• Task: Where the listing below reaches the line containing "payload.extend_from_slice(&0u32.to_le_bytes()); // block", start writing out lines exactly, and stop once the line containing "payload.extend_from_slice(&(loops.len() as u32).to_le_bytes());" has been written.

• Extracted data:
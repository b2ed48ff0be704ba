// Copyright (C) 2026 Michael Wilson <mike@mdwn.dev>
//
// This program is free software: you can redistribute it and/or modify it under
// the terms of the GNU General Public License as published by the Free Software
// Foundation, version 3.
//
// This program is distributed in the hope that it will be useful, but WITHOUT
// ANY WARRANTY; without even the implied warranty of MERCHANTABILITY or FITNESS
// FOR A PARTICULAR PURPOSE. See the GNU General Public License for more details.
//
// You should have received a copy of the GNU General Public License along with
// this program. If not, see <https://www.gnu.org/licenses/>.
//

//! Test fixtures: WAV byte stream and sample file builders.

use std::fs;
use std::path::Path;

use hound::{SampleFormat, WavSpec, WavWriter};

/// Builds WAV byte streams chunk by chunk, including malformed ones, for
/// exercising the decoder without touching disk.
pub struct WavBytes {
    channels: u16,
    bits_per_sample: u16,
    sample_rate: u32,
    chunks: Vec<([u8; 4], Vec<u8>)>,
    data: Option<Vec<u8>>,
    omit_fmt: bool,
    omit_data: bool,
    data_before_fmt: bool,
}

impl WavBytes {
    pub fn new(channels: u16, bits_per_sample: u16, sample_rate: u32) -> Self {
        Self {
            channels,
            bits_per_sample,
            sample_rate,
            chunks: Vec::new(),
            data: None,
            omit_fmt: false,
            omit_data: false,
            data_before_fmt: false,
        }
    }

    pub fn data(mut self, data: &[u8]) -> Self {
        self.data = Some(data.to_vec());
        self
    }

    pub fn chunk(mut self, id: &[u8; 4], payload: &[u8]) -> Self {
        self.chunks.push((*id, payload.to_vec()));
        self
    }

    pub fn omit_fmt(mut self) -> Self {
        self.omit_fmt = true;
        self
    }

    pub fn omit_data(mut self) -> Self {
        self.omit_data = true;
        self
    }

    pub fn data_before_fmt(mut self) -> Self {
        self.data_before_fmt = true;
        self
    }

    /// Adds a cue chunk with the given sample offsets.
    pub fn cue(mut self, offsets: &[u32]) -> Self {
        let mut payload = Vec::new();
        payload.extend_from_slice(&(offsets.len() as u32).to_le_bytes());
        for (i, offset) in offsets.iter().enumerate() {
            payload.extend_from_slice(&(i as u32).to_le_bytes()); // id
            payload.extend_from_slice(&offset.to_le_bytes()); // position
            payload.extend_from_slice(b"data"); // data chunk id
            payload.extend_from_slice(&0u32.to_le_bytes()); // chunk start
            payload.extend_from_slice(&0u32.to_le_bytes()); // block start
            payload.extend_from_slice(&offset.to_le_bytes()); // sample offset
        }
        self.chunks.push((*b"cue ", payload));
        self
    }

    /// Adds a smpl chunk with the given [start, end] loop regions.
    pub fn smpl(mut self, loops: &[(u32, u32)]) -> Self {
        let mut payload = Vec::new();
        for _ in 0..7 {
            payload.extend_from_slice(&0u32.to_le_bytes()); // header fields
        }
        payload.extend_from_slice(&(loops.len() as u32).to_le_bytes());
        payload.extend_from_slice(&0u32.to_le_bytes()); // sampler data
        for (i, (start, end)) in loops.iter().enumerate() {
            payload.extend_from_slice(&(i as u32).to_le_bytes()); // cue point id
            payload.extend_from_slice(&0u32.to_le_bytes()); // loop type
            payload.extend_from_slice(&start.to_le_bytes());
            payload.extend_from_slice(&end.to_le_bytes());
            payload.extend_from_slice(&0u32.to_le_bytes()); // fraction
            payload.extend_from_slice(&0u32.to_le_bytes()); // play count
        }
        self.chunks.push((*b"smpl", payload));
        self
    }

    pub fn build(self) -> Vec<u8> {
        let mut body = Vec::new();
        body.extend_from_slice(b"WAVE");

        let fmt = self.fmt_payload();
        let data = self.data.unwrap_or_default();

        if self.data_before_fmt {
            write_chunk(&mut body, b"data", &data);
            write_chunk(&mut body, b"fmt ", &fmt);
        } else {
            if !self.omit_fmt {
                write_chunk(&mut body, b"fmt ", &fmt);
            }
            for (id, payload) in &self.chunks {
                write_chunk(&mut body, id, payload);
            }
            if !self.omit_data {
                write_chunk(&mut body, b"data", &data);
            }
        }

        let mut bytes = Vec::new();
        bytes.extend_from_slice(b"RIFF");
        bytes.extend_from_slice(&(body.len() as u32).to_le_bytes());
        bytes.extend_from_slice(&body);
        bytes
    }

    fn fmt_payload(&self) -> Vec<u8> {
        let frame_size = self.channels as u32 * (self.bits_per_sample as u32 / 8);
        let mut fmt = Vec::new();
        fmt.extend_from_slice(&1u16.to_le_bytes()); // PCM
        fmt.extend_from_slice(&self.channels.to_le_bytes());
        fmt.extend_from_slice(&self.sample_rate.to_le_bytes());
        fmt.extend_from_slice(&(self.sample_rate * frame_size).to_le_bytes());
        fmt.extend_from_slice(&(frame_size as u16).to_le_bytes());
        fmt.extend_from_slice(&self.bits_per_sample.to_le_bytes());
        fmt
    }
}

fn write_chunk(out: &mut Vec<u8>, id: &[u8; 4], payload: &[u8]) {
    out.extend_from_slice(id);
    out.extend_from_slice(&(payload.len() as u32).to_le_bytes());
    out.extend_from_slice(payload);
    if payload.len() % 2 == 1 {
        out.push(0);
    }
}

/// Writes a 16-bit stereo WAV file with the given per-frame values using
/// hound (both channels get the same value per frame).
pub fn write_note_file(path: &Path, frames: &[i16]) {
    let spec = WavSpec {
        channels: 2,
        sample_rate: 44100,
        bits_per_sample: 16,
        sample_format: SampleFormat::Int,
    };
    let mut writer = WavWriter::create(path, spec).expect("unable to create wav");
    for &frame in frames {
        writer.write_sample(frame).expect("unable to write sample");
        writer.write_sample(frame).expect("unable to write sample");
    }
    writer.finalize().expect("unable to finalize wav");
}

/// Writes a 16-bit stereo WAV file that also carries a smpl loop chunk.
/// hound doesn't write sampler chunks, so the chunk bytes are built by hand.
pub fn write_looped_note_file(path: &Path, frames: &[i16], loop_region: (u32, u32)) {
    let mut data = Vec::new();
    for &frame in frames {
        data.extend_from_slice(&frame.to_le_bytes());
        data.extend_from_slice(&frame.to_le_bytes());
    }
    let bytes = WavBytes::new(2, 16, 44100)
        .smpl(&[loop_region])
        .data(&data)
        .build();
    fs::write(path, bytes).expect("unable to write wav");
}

* * *

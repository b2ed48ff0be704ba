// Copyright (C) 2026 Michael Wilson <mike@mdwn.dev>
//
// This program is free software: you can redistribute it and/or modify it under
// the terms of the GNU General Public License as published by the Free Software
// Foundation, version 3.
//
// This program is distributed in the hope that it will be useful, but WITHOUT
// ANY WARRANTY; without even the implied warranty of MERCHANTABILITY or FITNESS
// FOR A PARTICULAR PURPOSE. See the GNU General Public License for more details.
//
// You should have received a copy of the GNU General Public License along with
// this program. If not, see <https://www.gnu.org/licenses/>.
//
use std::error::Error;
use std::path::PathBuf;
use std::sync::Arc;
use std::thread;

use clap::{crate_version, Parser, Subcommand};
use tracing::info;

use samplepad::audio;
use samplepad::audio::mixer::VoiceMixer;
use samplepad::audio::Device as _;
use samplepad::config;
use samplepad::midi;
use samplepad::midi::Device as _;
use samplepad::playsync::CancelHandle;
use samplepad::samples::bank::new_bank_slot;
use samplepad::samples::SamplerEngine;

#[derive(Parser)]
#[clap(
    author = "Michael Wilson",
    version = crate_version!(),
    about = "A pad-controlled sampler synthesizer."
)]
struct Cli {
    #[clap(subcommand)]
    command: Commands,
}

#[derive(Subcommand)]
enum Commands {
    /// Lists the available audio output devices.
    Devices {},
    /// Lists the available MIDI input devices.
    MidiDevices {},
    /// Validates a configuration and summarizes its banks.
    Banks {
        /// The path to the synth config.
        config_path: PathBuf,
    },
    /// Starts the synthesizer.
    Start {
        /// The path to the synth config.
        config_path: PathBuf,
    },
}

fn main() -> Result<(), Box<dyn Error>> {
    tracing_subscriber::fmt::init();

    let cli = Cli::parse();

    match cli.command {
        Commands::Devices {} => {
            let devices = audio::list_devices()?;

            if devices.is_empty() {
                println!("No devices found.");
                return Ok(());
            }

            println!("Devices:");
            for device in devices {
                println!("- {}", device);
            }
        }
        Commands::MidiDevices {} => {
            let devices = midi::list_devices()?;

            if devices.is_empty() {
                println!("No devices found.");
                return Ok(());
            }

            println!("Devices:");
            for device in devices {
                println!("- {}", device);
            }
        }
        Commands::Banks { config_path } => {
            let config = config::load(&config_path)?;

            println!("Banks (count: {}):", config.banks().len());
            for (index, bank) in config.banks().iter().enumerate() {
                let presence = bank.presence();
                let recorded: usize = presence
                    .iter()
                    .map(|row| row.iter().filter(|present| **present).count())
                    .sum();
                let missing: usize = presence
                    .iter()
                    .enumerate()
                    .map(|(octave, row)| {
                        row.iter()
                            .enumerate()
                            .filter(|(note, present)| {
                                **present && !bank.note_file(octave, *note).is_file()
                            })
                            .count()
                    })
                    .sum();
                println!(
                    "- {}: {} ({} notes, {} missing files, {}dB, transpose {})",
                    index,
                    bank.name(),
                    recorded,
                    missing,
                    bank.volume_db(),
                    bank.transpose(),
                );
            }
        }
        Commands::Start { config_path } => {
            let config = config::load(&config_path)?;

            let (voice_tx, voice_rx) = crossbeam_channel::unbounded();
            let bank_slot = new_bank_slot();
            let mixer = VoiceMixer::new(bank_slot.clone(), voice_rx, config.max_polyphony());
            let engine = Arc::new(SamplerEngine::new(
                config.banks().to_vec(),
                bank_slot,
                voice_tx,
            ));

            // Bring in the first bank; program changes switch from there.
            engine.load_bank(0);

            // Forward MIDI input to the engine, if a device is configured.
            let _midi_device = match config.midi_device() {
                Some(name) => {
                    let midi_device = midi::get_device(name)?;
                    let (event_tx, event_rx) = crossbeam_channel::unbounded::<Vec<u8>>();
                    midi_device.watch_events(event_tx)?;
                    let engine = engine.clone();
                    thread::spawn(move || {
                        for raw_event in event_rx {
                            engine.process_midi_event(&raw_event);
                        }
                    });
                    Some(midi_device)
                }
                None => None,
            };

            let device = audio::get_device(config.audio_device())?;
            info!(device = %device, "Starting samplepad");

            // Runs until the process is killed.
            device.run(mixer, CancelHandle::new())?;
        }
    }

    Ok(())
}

• Response area:
            payload.extend_from_slice(&0u32.to_le_bytes()); // block start
            payload.extend_from_slice(&offset.to_le_bytes()); // sample offset
        }
        self.chunks.push((*b"cue ", payload));
        self
    }

    /// Adds a smpl chunk with the given [start, end] loop regions.
    pub fn smpl(mut self, loops: &[(u32, u32)]) -> Self {
        let mut payload = Vec::new();
        for _ in 0..7 {
            payload.extend_from_slice(&0u32.to_le_bytes()); // header fields
        }
        payload.extend_from_slice(&(loops.len() as u32).to_le_bytes());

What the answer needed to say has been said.